In 2013, my flatmate at the time, Virgil, and I were obsessed Breaking Bad. Around mid-October, the season finale was coming up and we would finally find out what happened Jesse Pinkman AND Walter White. We loved it. It was our favorite thing to see and do as a flat when I was at university.
I was sitting in my bedroom on a Friday night, and we were both in art school, and Virgil had a gas mask for spray painting, and he walks into my room and he goes, “SPRAY BAD!” And I went, “Oh my god, we can sell it!” He says, “What?” and I said, “We can sell it! We can sell it like Halloween costumes!” And so it began. It was that simple.
“This was not my first experience as an entrepreneur.”
This was not my first experience as an entrepreneur. I previously had another business when I was 17, selling American style red cups in the UK, which surprisingly was a very underrated business, it turns out. After that, I moved on to the beer pong sets. But the sale of Halloween costumes it was just more fun; it was like a little side project.
Later that evening, around 11pm, my flatmate and I created a page eBay to sell this Halloween costume. We provided the materials: blue gloves, DuPont chemical grade suits and gas masks. We didn't order anything but made sure everything was available for next day delivery. We put the Halloween costume listing on eBay with a five day deadline to give us enough time to order everything we need. If we made a sale, we could package it and ship it.
“We're like, 'Wait a minute, we're onto something.'
We Photoshopped everything together, and by morning, we had our first two sales, so we were like, Cool. We sold it, and it was great. That day, we got four more orders, and we're like, “Wait a minute, we're onto something.”

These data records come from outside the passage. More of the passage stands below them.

// SPDX-License-Identifier: MIT OR Apache-2.0
//! Protocol version negotiation (§4.1, §4.2).

use synapse_core::PROTOCOL_VERSION;
use synapse_error::{ErrorCode, SynapseError};

/// Check that a client-declared protocol version is one this server speaks.
///
/// The protocol has no version negotiation beyond exact match: there is
/// exactly one supported version, and a mismatch is a closed-schema
/// rejection, not a downgrade.
///
/// # Errors
///
/// Returns [`ErrorCode::InvalidMessage`] if `v` does not equal
/// [`PROTOCOL_VERSION`].
pub fn check_version(v: u32) -> Result<(), SynapseError> {
    if v == PROTOCOL_VERSION {
        Ok(())
    } else {
        Err(SynapseError::new(ErrorCode::InvalidMessage)
            .with_context("expected_version", PROTOCOL_VERSION)
            .with_context("got_version", v))
    }
}

#[cfg(test)]
mod tests {
    use super::*;

    #[test]
    fn accepts_current_version() {
        assert!(check_version(PROTOCOL_VERSION).is_ok());
    }

    #[test]
    fn rejects_mismatched_version() {
        let err = check_version(PROTOCOL_VERSION + 1).unwrap_err();
        assert_eq!(err.code, ErrorCode::InvalidMessage);
    }
}
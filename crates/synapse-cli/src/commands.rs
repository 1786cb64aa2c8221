// SPDX-License-Identifier: MIT OR Apache-2.0
//! Shared command implementations for the Synapse CLI.
//!
//! These functions are library-level so they can be tested without
//! spawning the binary.

use anyhow::{Context, Result};
use schemars::schema_for;
use std::path::Path;
use synapse_core::{Job, SynapseConfig};
use synapse_protocol::{ClientMessage, ObserverMessage, ServerMessage};

/// Schema types that can be printed by the `schema` subcommand.
#[derive(Debug, Clone, Copy, PartialEq, Eq)]
pub enum SchemaKind {
    /// JSON schema for inbound [`ClientMessage`] frames.
    ClientMessage,
    /// JSON schema for outbound [`ServerMessage`] frames.
    ServerMessage,
    /// JSON schema for [`ObserverMessage`] spectator frames.
    ObserverMessage,
    /// JSON schema for [`Job`].
    Job,
}

/// Return the JSON schema string for the given kind.
pub fn schema_json(kind: SchemaKind) -> Result<String> {
    let value = match kind {
        SchemaKind::ClientMessage => serde_json::to_value(schema_for!(ClientMessage))?,
        SchemaKind::ServerMessage => serde_json::to_value(schema_for!(ServerMessage))?,
        SchemaKind::ObserverMessage => serde_json::to_value(schema_for!(ObserverMessage))?,
        SchemaKind::Job => serde_json::to_value(schema_for!(Job))?,
    };
    serde_json::to_string_pretty(&value).context("serialize schema")
}

/// The detected type of a validated wire message file.
#[derive(Debug, Clone, Copy, PartialEq, Eq)]
pub enum ValidatedType {
    /// The file is a valid [`ClientMessage`].
    ClientMessage,
    /// The file is a valid [`ServerMessage`].
    ServerMessage,
}

/// Validate a JSON file, auto-detecting whether it is a [`ClientMessage`] or
/// [`ServerMessage`].
///
/// Returns the detected type on success.
pub fn validate_file(path: &Path) -> Result<ValidatedType> {
    let content = std::fs::read_to_string(path)
        .with_context(|| format!("read file '{}'", path.display()))?;

    let value: serde_json::Value = serde_json::from_str(&content)
        .with_context(|| format!("parse JSON from '{}'", path.display()))?;

    // Try ClientMessage first, then ServerMessage.
    if serde_json::from_value::<ClientMessage>(value.clone()).is_ok() {
        return Ok(ValidatedType::ClientMessage);
    }
    if serde_json::from_value::<ServerMessage>(value.clone()).is_ok() {
        return Ok(ValidatedType::ServerMessage);
    }

    anyhow::bail!(
        "file '{}' is not a valid client or server message (unknown type, or unknown fields present)",
        path.display()
    )
}

/// Validate a JSON file against the [`ClientMessage`] schema.
///
/// Returns `Ok(())` if the file is valid, or an error describing the
/// validation failure.
pub fn validate_client_message_file(path: &Path) -> Result<()> {
    let content = std::fs::read_to_string(path)
        .with_context(|| format!("read message file '{}'", path.display()))?;

    let value: serde_json::Value = serde_json::from_str(&content)
        .with_context(|| format!("parse JSON from '{}'", path.display()))?;

    serde_json::from_value::<ClientMessage>(value)
        .with_context(|| format!("validate client message from '{}'", path.display()))?;

    Ok(())
}

/// Render the resolved process configuration as loaded from the
/// environment, for operator diagnostics.
pub fn config_show() -> Result<String> {
    let config = SynapseConfig::from_env().context("load SynapseConfig from environment")?;
    Ok(format!("{config:#?}"))
}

Funny enough, we actually got it competitionand the way we handled the competition was by messaging them Breaking Bad quotes. They were joining together with the fun; it was all quite easy. But with the competition we also thought, How can we? add more value here? So we made this fake methology, which was basically just sugar and blue food coloring, and we cut it up and put it in a bag.
We also considered expanding to other platforms such as Etsybut Etsy didn't want us to sell there because it wasn't set up right, so it was just a huge effort to figure out how to do all of this quickly.
The other challenge was that we had hundreds of orders. So our apartment became a stock room and we got our flatmates to help us. It was a lot of fun.
A week later, we had returned $14,000 and earned $3,500 each.
“I use those skills to inform the business I'm running today.”
It got to the point where the UK ran out of chemical grade hazmat suits, so we had to stop it. Because these DuPont suits are for proper lab testing, there's only so much need for them, and obviously we ran it. request up like crazy.
My flatmate Virgil is now a very successful commercial film director based in Madrid. I run a tech startup called Veed, which is a it-Enabled video editing platform. The company is backed by Sequoia Capital, which invested $35 million last year. The company has about 200 strong people. We have about 10 million monthly users and these users create about three million videos every month.
It's very interesting that I learned entrepreneurship in art school and used those skills to inform the business I run today.